Valmass · December 19, 2010, 1:46pm

Hi,

I have a problem whit Compute Visual Profiler:
I have a strange result when i run this kernel.
I use a global vector [318,319,1]
Error =clEnqueueNDRangeKernel(Queue,Kernel,3,NULL,global,NULL,0,NULL,&device_exec);
I leave to opencl implementation the task to choose the work group size.
My kernel code is:

__kernel void Confronto(__unsigned *out)
{
int gidx,gidy,index;
gidx=get_global_id(0);
gidy=get_global_id(1);
index = gidy * get_global_size(0) + gidx;
if (index == 0 ){
out[0]=get_global_size(0);
out[1]=get_global_size(1);
out[2]=get_global_size(2);

}
Printed result:

out[0] → 318
out[1] → 319
out[2] → 1

But when i use profiler the column NDrange size is:

Profiler Result:
NDRange size : [1 319]
Work group size [318 1 1]

Could you please help me understand what happens?
Thanks in advance.

Spoo · December 22, 2010, 11:37pm

Hi,

I have a problem whit Compute Visual Profiler:

I have a strange result when i run this kernel.

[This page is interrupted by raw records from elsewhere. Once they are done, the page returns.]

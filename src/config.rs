//! User Settings
//!
//! Stored as JSON under their own local storage key. Every field has a
//! default, so any subset of keys can be given and a missing entry
//! yields `AppConfig::default()`.

use serde::{Deserialize, Serialize};

use crate::storage::{self, BlobStore};

pub const KEY_CONFIG: &str = "theme-system:config";

const MAX_DAY_COUNT: usize = 31;

#[derive(Debug, Clone, PartialEq, Eq, Serialize, Deserialize)]
#[serde(default)]
pub struct AppConfig {
    /// Day columns given to a new theme
    pub day_count: usize,
    /// Stamp new themes with today's date
    pub date_new_themes: bool,
    /// Ask before removing a task
    pub confirm_task_removal: bool,
}

impl Default for AppConfig {
    fn default() -> Self {
        Self {
            day_count: 7,
            date_new_themes: true,
            confirm_task_removal: true,
        }
    }
}

impl AppConfig {
    /// Load from the blob store; malformed settings fall back to defaults
    pub fn load(store: &impl BlobStore) -> Self {
        match storage::load::<AppConfig>(store, KEY_CONFIG) {
            Ok(config) => config.unwrap_or_default().sanitized(),
            Err(error) => {
                tracing::warn!(%error, "ignoring unreadable settings");
                Self::default()
            }
        }
    }

    fn sanitized(mut self) -> Self {
        self.day_count = self.day_count.clamp(1, MAX_DAY_COUNT);
        self
    }
}

#[cfg(test)]
mod tests {
    use super::*;
    use crate::testing::MemoryStore;

    #[test]
    fn test_missing_entry_uses_defaults() {
        let config = AppConfig::load(&MemoryStore::new());
        assert_eq!(config, AppConfig::default());
        assert_eq!(config.day_count, 7);
    }

    #[test]
    fn test_partial_settings() {
        let store = MemoryStore::new();
        store.set(KEY_CONFIG, r#"{"date_new_themes": false}"#);
        let config = AppConfig::load(&store);
        assert!(!config.date_new_themes);
        assert_eq!(config.day_count, 7);
        assert!(config.confirm_task_removal);
    }

    #[test]
    fn test_day_count_is_clamped() {
        let store = MemoryStore::new();
        store.set(KEY_CONFIG, r#"{"day_count": 0}"#);
        assert_eq!(AppConfig::load(&store).day_count, 1);
        store.set(KEY_CONFIG, r#"{"day_count": 400}"#);
        assert_eq!(AppConfig::load(&store).day_count, 31);
    }

    #[test]
    fn test_malformed_settings_fall_back() {
        let store = MemoryStore::new();
        store.set(KEY_CONFIG, "{day_count");
        assert_eq!(AppConfig::load(&store), AppConfig::default());
    }
}
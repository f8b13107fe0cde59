//! Reactive Journal Store
//!
//! Uses Leptos reactive_stores for fine-grained reactivity. The
//! journal is the single owner of the data; after each dispatch the
//! fields it reports as changed are republished into the store. An
//! edit scoped to one theme rewrites only that element of `themes`.

use leptos::prelude::*;
use reactive_stores::Store;

use crate::actions::{Action, TaskField, ThemeField};
use crate::dialogs::BrowserPrompt;
use crate::journal::{Changed, Journal};
use crate::models::{HoverTarget, Task, Theme};
use crate::storage::BrowserStorage;

pub type BrowserJournal = Journal<BrowserStorage, BrowserPrompt>;

/// What the view tree reads, with field-level reactivity
#[derive(Clone, Debug, Default, Store)]
pub struct Snapshot {
    /// Demo data is showing
    pub demo: bool,
    /// Cross-highlight target
    pub hover: Option<HoverTarget>,
    /// The theme collection
    pub themes: Vec<Theme>,
}

/// Handle passed explicitly to every component
#[derive(Clone, Copy)]
pub struct JournalHandle {
    journal: StoredValue<BrowserJournal>,
    store: Store<Snapshot>,
}

impl JournalHandle {
    pub fn new(journal: BrowserJournal) -> Self {
        let state = journal.state();
        let snapshot = Snapshot {
            demo: state.demo,
            hover: state.hover,
            themes: journal.themes().to_vec(),
        };
        Self {
            journal: StoredValue::new(journal),
            store: Store::new(snapshot),
        }
    }

    pub fn dispatch(&self, action: Action) {
        let changed = self
            .journal
            .try_update_value(|journal| journal.dispatch(action))
            .unwrap_or_default();
        self.publish(changed);
    }

    fn publish(&self, changed: Changed) {
        self.journal.with_value(|journal| {
            if changed.state {
                let state = journal.state();
                *self.store.demo().write() = state.demo;
                *self.store.hover().write() = state.hover;
            }
            if !changed.themes {
                return;
            }
            match changed.theme.and_then(|index| journal.themes().get(index).map(|theme| (index, theme))) {
                Some((index, theme)) => {
                    if let Some(slot) = self.store.themes().write().get_mut(index) {
                        *slot = theme.clone();
                    }
                }
                None => *self.store.themes().write() = journal.themes().to_vec(),
            }
        });
    }

    /// Save the current collection; failures are already alerted and logged
    pub fn persist(&self) {
        self.journal.with_value(|journal| {
            if let Err(error) = journal.persist() {
                tracing::debug!(%error, "save skipped");
            }
        });
    }

    // ========================
    // Reads
    // ========================

    /// Subscribe the running effect to collection changes
    pub fn track_themes(&self) {
        self.store.themes().track();
    }

    pub fn demo(&self) -> bool {
        self.store.demo().get()
    }

    pub fn theme_count(&self) -> usize {
        self.store.themes().with(|themes| themes.len())
    }

    pub fn with_theme<U>(&self, theme: usize, f: impl FnOnce(&Theme) -> U) -> Option<U> {
        self.store.themes().with(|themes| themes.get(theme).map(f))
    }

    pub fn with_task<U>(&self, theme: usize, task: usize, f: impl FnOnce(&Task) -> U) -> Option<U> {
        self.store
            .themes()
            .with(|themes| themes.get(theme).and_then(|t| t.tasks.get(task)).map(f))
    }

    /// Current label text, without subscribing
    pub fn label(&self, theme: usize, day: usize) -> String {
        self.journal.with_value(|journal| {
            journal
                .themes()
                .get(theme)
                .and_then(|t| t.days.get(day).cloned())
                .unwrap_or_default()
        })
    }

    pub fn is_day_hovered(&self, theme: usize, day: usize) -> bool {
        self.store
            .hover()
            .with(|hover| hover.is_some_and(|h| h.matches_day(theme, day)))
    }

    pub fn is_task_hovered(&self, theme: usize, task: usize) -> bool {
        self.store
            .hover()
            .with(|hover| hover.is_some_and(|h| h.matches_task(theme, task)))
    }

    // ========================
    // Actions
    // ========================

    pub fn add_theme(&self) {
        self.dispatch(Action::AddTheme);
    }

    pub fn remove_theme(&self, theme: usize) {
        self.dispatch(Action::RemoveTheme { theme });
    }

    pub fn update_theme(&self, theme: usize, field: ThemeField) {
        self.dispatch(Action::UpdateTheme { theme, field });
    }

    pub fn add_day(&self, theme: usize) {
        self.dispatch(Action::AddDay { theme });
    }

    pub fn remove_day(&self, theme: usize, day: usize) {
        self.dispatch(Action::RemoveDay { theme, day });
    }

    pub fn add_task(&self, theme: usize) {
        self.dispatch(Action::AddTask { theme });
    }

    pub fn remove_task(&self, theme: usize, task: usize) {
        self.dispatch(Action::RemoveTask { theme, task });
    }

    pub fn update_task(&self, theme: usize, task: usize, field: TaskField) {
        self.dispatch(Action::UpdateTask { theme, task, field });
    }

    pub fn update_day(&self, theme: usize, task: usize, day: usize) {
        self.dispatch(Action::UpdateDay { theme, task, day });
    }

    pub fn update_label(&self, theme: usize, day: usize, value: String) {
        self.dispatch(Action::UpdateLabel { theme, day, value });
    }

    pub fn hover(&self, target: HoverTarget) {
        self.dispatch(Action::HoverDay(target));
    }

    pub fn hover_reset(&self) {
        self.dispatch(Action::HoverReset);
    }

    pub fn toggle_demo(&self) {
        self.dispatch(Action::ToggleDemo);
    }
}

I use a global vector [318,319,1]

Error =clEnqueueNDRangeKernel(Queue,Kernel,3,NULL,global,NULL,0,NULL,&device_exec);

I leave to opencl implementation the task to choose the work group size.

My kernel code is:

__kernel void Confronto(__unsigned *out)

{
  int gidx,gidy,index;

  gidx=get_global_id(0);

  gidy=get_global_id(1);

  index = gidy *  get_global_size(0) + gidx;

  if (index == 0 ){

  out[0]=get_global_size(0);

  out[1]=get_global_size(1);

  out[2]=get_global_size(2);
}

Printed result:

out[0] → 318

out[1] → 319

out[2] → 1

But when i use profiler the column NDrange size is:

Profiler Result:

NDRange size : [1 319]

Work group size [318 1 1]

Could you please help me understand what happens?

Thanks in advance.

Firstly, if your last dimension is just “1”, I would make a 2D global work array. Second, I don’t know how good NVIDIA’s OpenCL implementation is at picking local work sizes, but most implementations I’ve used aren’t good at doing it. Especially considering your work dimensions are not a multiple of the number of threads per warp (32 on T10, 64 on Tesla). As a rule of thumb (and just that), you should have a multiple of 64 threads as the local work size. That being said, the each global work size must be a multiple of the corresponding local work size. What I do is round up the global work size to the nearest multiple of the local size. You may have to add an if statement to your kernel to make sure its work item is less than (319, 318), but this is the cost of doing business on a GPU.

Sorry to not actually answer your question, but I’ve never really used the profiler. However, it appears your kernel is reporting the correct dimensions.

ljbadenz · December 23, 2010, 6:28pm

The automatic local worksize algorithim NVIDIA have is shocking. With NVIDIA OpenCl always choose the local work size. Read the OpenCL programming and best pratices guide to work out how choose it correctly.

My code got a 4x speed up when I tuned the local work group size over the default.